<<<<

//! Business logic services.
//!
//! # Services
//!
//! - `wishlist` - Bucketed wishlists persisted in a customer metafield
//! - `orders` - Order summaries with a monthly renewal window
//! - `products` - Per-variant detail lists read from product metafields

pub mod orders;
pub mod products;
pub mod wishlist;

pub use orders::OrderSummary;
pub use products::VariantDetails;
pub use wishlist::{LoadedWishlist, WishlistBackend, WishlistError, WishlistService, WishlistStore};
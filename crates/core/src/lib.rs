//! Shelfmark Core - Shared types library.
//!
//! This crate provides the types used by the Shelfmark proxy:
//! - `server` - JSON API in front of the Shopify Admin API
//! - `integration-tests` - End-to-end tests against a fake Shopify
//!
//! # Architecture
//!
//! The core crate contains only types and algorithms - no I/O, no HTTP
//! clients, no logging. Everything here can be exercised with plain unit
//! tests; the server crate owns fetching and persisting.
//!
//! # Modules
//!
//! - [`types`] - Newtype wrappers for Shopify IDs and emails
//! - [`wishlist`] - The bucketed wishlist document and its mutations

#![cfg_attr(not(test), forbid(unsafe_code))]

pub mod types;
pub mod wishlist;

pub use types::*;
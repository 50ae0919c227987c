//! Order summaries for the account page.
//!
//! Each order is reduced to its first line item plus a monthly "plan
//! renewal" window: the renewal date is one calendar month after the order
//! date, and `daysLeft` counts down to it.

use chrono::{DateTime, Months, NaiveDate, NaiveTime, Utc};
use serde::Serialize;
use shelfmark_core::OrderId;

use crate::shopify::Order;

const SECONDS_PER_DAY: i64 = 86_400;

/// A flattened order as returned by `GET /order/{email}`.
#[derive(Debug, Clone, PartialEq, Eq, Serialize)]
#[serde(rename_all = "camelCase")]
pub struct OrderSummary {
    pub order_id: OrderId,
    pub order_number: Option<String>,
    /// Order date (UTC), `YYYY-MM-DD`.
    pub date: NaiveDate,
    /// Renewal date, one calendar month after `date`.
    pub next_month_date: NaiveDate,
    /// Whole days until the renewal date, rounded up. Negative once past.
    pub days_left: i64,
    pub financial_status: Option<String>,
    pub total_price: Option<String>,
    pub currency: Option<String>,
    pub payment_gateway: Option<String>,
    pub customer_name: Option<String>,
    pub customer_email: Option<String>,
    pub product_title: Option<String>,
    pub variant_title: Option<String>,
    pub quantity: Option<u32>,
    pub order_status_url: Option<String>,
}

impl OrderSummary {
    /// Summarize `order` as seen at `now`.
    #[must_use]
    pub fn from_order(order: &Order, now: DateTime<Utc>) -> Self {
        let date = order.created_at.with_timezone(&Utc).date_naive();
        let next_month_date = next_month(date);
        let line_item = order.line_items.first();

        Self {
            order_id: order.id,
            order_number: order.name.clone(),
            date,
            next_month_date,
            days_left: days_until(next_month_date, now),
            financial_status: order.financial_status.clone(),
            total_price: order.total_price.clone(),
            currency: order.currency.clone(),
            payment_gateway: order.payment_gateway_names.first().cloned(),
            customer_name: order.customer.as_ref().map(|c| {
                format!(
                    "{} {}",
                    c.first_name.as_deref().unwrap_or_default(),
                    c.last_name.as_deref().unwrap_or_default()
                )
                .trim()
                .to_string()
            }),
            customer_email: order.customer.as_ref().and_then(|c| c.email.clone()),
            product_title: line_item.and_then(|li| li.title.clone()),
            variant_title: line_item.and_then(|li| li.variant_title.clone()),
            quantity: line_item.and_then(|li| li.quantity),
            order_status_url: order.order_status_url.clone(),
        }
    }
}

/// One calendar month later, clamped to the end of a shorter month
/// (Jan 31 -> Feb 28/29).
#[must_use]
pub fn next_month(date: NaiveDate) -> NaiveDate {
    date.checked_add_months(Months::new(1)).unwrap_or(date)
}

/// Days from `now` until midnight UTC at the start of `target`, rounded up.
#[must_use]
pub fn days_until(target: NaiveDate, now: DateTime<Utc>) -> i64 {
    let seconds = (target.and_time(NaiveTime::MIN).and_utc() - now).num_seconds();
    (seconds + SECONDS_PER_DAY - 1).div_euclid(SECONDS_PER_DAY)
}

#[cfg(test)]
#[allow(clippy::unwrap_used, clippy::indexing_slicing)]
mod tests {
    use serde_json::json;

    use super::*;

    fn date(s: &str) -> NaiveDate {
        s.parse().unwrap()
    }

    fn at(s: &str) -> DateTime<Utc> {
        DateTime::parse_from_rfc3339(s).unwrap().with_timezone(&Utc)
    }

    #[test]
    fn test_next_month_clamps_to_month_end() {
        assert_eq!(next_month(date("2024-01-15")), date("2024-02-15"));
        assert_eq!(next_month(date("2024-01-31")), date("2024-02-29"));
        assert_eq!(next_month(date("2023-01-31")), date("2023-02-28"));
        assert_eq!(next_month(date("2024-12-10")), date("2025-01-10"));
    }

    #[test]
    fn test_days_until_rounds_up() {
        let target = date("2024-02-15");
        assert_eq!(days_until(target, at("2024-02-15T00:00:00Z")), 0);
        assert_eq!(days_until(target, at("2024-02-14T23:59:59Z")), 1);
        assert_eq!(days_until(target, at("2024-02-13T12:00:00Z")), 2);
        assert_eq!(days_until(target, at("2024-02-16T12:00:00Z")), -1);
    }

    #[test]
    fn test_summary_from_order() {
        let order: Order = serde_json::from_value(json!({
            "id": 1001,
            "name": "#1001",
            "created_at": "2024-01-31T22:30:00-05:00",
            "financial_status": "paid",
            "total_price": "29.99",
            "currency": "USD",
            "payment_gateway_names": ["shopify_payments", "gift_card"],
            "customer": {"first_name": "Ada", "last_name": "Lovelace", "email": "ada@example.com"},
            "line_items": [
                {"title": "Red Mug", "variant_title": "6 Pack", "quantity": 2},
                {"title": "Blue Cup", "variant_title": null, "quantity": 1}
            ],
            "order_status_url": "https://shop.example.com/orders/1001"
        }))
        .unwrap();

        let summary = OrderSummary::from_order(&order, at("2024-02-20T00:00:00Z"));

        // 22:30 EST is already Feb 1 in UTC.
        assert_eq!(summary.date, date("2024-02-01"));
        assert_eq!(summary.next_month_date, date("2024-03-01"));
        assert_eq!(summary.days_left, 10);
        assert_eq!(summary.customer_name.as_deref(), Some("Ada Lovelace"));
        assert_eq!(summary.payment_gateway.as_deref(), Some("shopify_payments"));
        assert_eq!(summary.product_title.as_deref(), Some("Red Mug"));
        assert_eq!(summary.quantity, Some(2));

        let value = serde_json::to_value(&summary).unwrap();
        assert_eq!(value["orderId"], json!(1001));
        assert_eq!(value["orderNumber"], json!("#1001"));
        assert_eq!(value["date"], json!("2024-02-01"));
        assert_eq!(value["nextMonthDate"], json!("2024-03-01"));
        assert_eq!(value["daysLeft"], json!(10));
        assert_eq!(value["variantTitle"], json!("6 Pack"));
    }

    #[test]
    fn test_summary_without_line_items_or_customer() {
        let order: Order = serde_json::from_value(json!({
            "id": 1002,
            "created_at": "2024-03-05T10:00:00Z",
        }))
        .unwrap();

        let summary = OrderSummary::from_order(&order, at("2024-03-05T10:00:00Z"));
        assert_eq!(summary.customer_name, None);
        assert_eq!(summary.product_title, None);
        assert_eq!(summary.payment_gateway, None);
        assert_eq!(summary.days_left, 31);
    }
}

>>>>

= What is expected =
Please reproduce all of the entries exactly as they stand.

= Solved problem =
//! Business logic services.
//!
//! # Services
//!
//! - `wishlist` - Bucketed wishlists persisted in a customer metafield
//! - `orders` - Order summaries with a monthly renewal window
//! - `products` - Per-variant detail lists read from product metafields

pub mod orders;
pub mod products;
pub mod wishlist;

pub use orders::OrderSummary;
pub use products::VariantDetails;
pub use wishlist::{LoadedWishlist, WishlistBackend, WishlistError, WishlistService, WishlistStore};
filename crates/core/src/lib.rs
//! Shelfmark Core - Shared types library.
//!
//! This crate provides the types used by the Shelfmark proxy:
//! - `server` - JSON API in front of the Shopify Admin API
//! - `integration-tests` - End-to-end tests against a fake Shopify
//!
//! # Architecture
//!
//! The core crate contains only types and algorithms - no I/O, no HTTP
//! clients, no logging. Everything here can be exercised with plain unit
//! tests; the server crate owns fetching and persisting.
//!
//! # Modules
//!
//! - [`types`] - Newtype wrappers for Shopify IDs and emails
//! - [`wishlist`] - The bucketed wishlist document and its mutations

#![cfg_attr(not(test), forbid(unsafe_code))]

pub mod types;
pub mod wishlist;

pub use types::*;
repository 50ae0919c227987c
//! Order summaries for the account page.
//!
//! Each order is reduced to its first line item plus a monthly "plan
//! renewal" window: the renewal date is one calendar month after the order
//! date, and `daysLeft` counts down to it.

use chrono::{DateTime, Months, NaiveDate, NaiveTime, Utc};
use serde::Serialize;
use shelfmark_core::OrderId;

use crate::shopify::Order;

const SECONDS_PER_DAY: i64 = 86_400;

/// A flattened order as returned by `GET /order/{email}`.
#[derive(Debug, Clone, PartialEq, Eq, Serialize)]
#[serde(rename_all = "camelCase")]
pub struct OrderSummary {
    pub order_id: OrderId,
    pub order_number: Option<String>,
    /// Order date (UTC), `YYYY-MM-DD`.
    pub date: NaiveDate,
    /// Renewal date, one calendar month after `date`.
    pub next_month_date: NaiveDate,
    /// Whole days until the renewal date, rounded up. Negative once past.
    pub days_left: i64,
    pub financial_status: Option<String>,
    pub total_price: Option<String>,
    pub currency: Option<String>,
    pub payment_gateway: Option<String>,
    pub customer_name: Option<String>,
    pub customer_email: Option<String>,
    pub product_title: Option<String>,
    pub variant_title: Option<String>,
    pub quantity: Option<u32>,
    pub order_status_url: Option<String>,
}

impl OrderSummary {
    /// Summarize `order` as seen at `now`.
    #[must_use]
    pub fn from_order(order: &Order, now: DateTime<Utc>) -> Self {
        let date = order.created_at.with_timezone(&Utc).date_naive();
        let next_month_date = next_month(date);
        let line_item = order.line_items.first();

        Self {
            order_id: order.id,
            order_number: order.name.clone(),
            date,
            next_month_date,
            days_left: days_until(next_month_date, now),
            financial_status: order.financial_status.clone(),
            total_price: order.total_price.clone(),
            currency: order.currency.clone(),
            payment_gateway: order.payment_gateway_names.first().cloned(),
            customer_name: order.customer.as_ref().map(|c| {
                format!(
                    "{} {}",
                    c.first_name.as_deref().unwrap_or_default(),
                    c.last_name.as_deref().unwrap_or_default()
                )
                .trim()
                .to_string()
            }),
            customer_email: order.customer.as_ref().and_then(|c| c.email.clone()),
            product_title: line_item.and_then(|li| li.title.clone()),
            variant_title: line_item.and_then(|li| li.variant_title.clone()),
            quantity: line_item.and_then(|li| li.quantity),
            order_status_url: order.order_status_url.clone(),
        }
    }
}

/// One calendar month later, clamped to the end of a shorter month
/// (Jan 31 -> Feb 28/29).
#[must_use]
pub fn next_month(date: NaiveDate) -> NaiveDate {
    date.checked_add_months(Months::new(1)).unwrap_or(date)
}

/// Days from `now` until midnight UTC at the start of `target`, rounded up.
#[must_use]
pub fn days_until(target: NaiveDate, now: DateTime<Utc>) -> i64 {
    let seconds = (target.and_time(NaiveTime::MIN).and_utc() - now).num_seconds();
    (seconds + SECONDS_PER_DAY - 1).div_euclid(SECONDS_PER_DAY)
}

#[cfg(test)]
#[allow(clippy::unwrap_used, clippy::indexing_slicing)]
mod tests {
    use serde_json::json;

    use super::*;

    fn date(s: &str) -> NaiveDate {
        s.parse().unwrap()
    }

    fn at(s: &str) -> DateTime<Utc> {
        DateTime::parse_from_rfc3339(s).unwrap().with_timezone(&Utc)
    }

    #[test]
    fn test_next_month_clamps_to_month_end() {
        assert_eq!(next_month(date("2024-01-15")), date("2024-02-15"));
        assert_eq!(next_month(date("2024-01-31")), date("2024-02-29"));
        assert_eq!(next_month(date("2023-01-31")), date("2023-02-28"));
        assert_eq!(next_month(date("2024-12-10")), date("2025-01-10"));
    }

    #[test]
    fn test_days_until_rounds_up() {
        let target = date("2024-02-15");
        assert_eq!(days_until(target, at("2024-02-15T00:00:00Z")), 0);
        assert_eq!(days_until(target, at("2024-02-14T23:59:59Z")), 1);
        assert_eq!(days_until(target, at("2024-02-13T12:00:00Z")), 2);
        assert_eq!(days_until(target, at("2024-02-16T12:00:00Z")), -1);
    }

    #[test]
    fn test_summary_from_order() {
        let order: Order = serde_json::from_value(json!({
            "id": 1001,
            "name": "#1001",
            "created_at": "2024-01-31T22:30:00-05:00",
            "financial_status": "paid",
            "total_price": "29.99",
            "currency": "USD",
            "payment_gateway_names": ["shopify_payments", "gift_card"],
            "customer": {"first_name": "Ada", "last_name": "Lovelace", "email": "ada@example.com"},
            "line_items": [
                {"title": "Red Mug", "variant_title": "6 Pack", "quantity": 2},
                {"title": "Blue Cup", "variant_title": null, "quantity": 1}
            ],
            "order_status_url": "https://shop.example.com/orders/1001"
        }))
        .unwrap();

        let summary = OrderSummary::from_order(&order, at("2024-02-20T00:00:00Z"));

        // 22:30 EST is already Feb 1 in UTC.
        assert_eq!(summary.date, date("2024-02-01"));
        assert_eq!(summary.next_month_date, date("2024-03-01"));
        assert_eq!(summary.days_left, 10);
        assert_eq!(summary.customer_name.as_deref(), Some("Ada Lovelace"));
        assert_eq!(summary.payment_gateway.as_deref(), Some("shopify_payments"));
        assert_eq!(summary.product_title.as_deref(), Some("Red Mug"));
        assert_eq!(summary.quantity, Some(2));

        let value = serde_json::to_value(&summary).unwrap();
        assert_eq!(value["orderId"], json!(1001));
        assert_eq!(value["orderNumber"], json!("#1001"));
        assert_eq!(value["date"], json!("2024-02-01"));
        assert_eq!(value["nextMonthDate"], json!("2024-03-01"));
        assert_eq!(value["daysLeft"], json!(10));
        assert_eq!(value["variantTitle"], json!("6 Pack"));
    }

    #[test]
    fn test_summary_without_line_items_or_customer() {
        let order: Order = serde_json::from_value(json!({
            "id": 1002,
            "created_at": "2024-03-05T10:00:00Z",
        }))
        .unwrap();

        let summary = OrderSummary::from_order(&order, at("2024-03-05T10:00:00Z"));
        assert_eq!(summary.customer_name, None);
        assert_eq!(summary.product_title, None);
        assert_eq!(summary.payment_gateway, None);
        assert_eq!(summary.days_left, 31);
    }
}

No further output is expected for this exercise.